* **Exercise requirements**
Locate and copy each line in the data that contains the word "wanted".

*** Task inputs ***

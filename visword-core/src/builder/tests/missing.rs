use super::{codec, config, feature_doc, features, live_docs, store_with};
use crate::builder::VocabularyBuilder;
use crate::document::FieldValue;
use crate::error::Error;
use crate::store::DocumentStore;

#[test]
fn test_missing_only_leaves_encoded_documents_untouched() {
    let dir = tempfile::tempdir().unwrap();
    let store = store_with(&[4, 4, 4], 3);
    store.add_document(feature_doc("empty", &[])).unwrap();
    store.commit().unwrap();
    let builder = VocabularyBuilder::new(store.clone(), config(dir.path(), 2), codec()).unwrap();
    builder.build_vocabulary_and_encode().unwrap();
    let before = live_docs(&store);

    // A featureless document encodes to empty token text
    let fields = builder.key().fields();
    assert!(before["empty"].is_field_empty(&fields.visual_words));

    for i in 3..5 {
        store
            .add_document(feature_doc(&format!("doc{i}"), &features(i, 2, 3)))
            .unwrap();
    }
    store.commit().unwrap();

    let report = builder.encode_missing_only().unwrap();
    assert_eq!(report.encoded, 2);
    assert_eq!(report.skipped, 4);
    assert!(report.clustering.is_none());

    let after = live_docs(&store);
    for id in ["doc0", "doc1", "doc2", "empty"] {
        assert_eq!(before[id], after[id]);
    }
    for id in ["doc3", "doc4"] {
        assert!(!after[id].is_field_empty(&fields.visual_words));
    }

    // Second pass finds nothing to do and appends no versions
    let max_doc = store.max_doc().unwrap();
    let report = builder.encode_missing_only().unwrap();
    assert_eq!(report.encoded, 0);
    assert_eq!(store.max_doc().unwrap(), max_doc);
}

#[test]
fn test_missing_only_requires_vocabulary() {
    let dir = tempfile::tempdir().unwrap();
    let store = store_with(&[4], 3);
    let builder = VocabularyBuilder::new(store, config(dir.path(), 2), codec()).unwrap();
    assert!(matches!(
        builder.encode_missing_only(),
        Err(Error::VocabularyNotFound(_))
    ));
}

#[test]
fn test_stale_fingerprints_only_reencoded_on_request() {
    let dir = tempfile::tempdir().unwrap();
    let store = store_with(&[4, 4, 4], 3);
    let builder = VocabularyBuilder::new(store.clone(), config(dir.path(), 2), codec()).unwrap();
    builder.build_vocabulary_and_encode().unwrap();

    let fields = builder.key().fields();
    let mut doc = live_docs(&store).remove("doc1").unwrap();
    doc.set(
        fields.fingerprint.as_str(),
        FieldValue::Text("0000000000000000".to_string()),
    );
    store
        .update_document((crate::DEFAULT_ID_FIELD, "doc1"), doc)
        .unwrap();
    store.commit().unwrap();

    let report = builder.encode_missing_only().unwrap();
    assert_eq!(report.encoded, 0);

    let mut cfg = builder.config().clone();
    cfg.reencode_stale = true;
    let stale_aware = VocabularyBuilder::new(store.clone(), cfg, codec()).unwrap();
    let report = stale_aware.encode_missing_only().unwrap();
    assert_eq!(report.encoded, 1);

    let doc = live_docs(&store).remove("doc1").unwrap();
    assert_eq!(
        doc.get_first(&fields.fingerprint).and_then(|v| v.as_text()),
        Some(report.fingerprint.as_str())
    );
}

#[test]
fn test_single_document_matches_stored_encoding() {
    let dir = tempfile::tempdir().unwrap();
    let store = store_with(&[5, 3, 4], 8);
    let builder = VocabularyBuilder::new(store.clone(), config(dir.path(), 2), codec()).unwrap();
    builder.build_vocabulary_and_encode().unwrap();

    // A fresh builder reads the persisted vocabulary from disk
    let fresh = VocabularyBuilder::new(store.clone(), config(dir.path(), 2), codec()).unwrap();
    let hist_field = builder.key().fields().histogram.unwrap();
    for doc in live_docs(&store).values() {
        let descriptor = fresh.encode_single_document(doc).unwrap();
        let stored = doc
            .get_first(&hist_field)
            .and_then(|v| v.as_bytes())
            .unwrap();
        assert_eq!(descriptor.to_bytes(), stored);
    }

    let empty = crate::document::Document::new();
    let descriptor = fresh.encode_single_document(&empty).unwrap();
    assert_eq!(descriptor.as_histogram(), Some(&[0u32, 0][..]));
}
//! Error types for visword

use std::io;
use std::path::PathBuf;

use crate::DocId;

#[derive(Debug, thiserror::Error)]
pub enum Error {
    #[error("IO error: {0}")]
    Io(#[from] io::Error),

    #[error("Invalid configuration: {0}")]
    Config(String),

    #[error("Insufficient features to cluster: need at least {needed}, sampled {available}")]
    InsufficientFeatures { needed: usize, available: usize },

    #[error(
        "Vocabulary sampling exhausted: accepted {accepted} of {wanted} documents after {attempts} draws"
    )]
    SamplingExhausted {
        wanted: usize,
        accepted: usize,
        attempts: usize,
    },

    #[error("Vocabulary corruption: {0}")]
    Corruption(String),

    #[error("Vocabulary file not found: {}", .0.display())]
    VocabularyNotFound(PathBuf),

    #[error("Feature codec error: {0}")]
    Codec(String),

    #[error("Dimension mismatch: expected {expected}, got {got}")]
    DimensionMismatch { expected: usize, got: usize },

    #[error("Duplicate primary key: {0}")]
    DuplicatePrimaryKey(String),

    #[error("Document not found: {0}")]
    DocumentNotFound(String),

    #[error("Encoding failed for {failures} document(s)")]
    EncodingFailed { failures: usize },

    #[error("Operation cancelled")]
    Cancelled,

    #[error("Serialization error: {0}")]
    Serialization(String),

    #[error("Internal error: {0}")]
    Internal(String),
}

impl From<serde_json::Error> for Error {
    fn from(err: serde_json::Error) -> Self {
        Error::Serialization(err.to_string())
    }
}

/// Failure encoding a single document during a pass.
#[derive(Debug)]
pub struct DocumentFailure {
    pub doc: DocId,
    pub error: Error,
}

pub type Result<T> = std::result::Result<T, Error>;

*** End of Task inputs ***

* **Task solution**
        "Vocabulary sampling exhausted: accepted {accepted} of {wanted} documents after {attempts} draws"
        wanted: usize,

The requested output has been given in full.